4.4 Forensic anomaly detection

In this section we consider the following empirical question:

•

Q1: Can the five batch methods (FPOF, OD, OC3, CompreX, AVF) detect APT-style attacks effectively?

We first evaluate the effectiveness and performance of the batch version of AVF compared with several other offline techniques, such as FPOutlier (FPOF) He et al. (2005), Outlier-degree (OD) Narita and Kitagawa (2008), OC3 Smets and Vreeken (2011), and CompreX Akoglu et al. (2012).

FPOF and OD were reimplemented in Python according to the descriptions of the algorithms. We reused publicly-available implementations of OC3 and CompreX333http://eda.mmci.uni-saarland.de/prj/, implemented in C++ and Matlab respectively. The FPOF, OD and OC3 methods require setting some parameters, which is not the case for AVF or CompreX. For OC3, we used the lowest possible support parameter and used closed itemset mining to reduce the total number of itemsets considered in the mining stage. For FPOF and OD, we considered a range of support and confidence parameter settings in the range 0.1–0.9 and 0.97 and report the best results obtained using any parameter setting.

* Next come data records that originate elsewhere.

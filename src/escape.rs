//! Percent-encoding helpers matching the transport's url escaping rules:
//! everything except ASCII alphanumerics and `-._~` is encoded.

use percent_encoding::{percent_decode_str, utf8_percent_encode, AsciiSet, NON_ALPHANUMERIC};

const URL_ESCAPE: &AsciiSet = &NON_ALPHANUMERIC
    .remove(b'-')
    .remove(b'.')
    .remove(b'_')
    .remove(b'~');

/// Returns a percent-encoded copy of `data`.
pub fn escape(data: &str) -> String {
    utf8_percent_encode(data, URL_ESCAPE).to_string()
}

/// Decodes percent-encoded `data` once.
pub fn unescape(data: &str) -> String {
    percent_decode_str(data).decode_utf8_lossy().into_owned()
}

/// Decodes percent-encoded `data` repeatedly until nothing is left to decode.
pub fn unescape_recurse(data: &str) -> String {
    let mut current = data.to_owned();
    loop {
        let decoded = unescape(&current);
        if decoded == current {
            return decoded;
        }
        current = decoded;
    }
}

We report the results of all algorithms running on the contexts described in Section 2.2 in Table 3e for the first scenario, and Table 4e for the second one. Some algorithms did not finish within a reasonable time (more than 3 hours) and when this is the case we write $DNF$ . This happens most often with CompreX on contexts where there are large numbers of attributes, because CompreX searches for a partition of the attributes into groups with high mutual information, which seems to exhibit quadratic running time in the number of attributes.

FPOF and OD were not competitive on any dataset, even after trying several possible support and confidence parameter values and taking the maximum nDCG score. The best two methods are AVF and OC3: in scenario 1, AVF produced the best (or tied) results in 8 out of 19 scenarios and OC3 produced the best (or tied) results, in 12 out of 19 scenarios. In the second attack scenario, AVF produced the best results in 4 out of 20 scenarios and OC3 produced the best results, in 12 out of 20 scenarios. AVF’s performance degrades significantly from scenario 1 to scenario 2 (the nDCG range goes from a 0.20-0.84 range in scenario 1 to a 0.17-0.42 range in scenario 2), in particular for the BSD and Android datasets, which might be due to both a large increase in the size of BSD and Android contexts as well as a drop in the percentage of attacks present in the data. AVF performs best on small to medium datasets. In contrast, OC3’s performance is more stable between scenarios (the nDCG range goes from 0.21-0.74 in scenario 1 to 0.22-0.84 in scenario 2) and less affected by increase in context size/drop in attack percentage (the performance only really drops for BSD-related contexts and by a smaller margin than in the case of AVF).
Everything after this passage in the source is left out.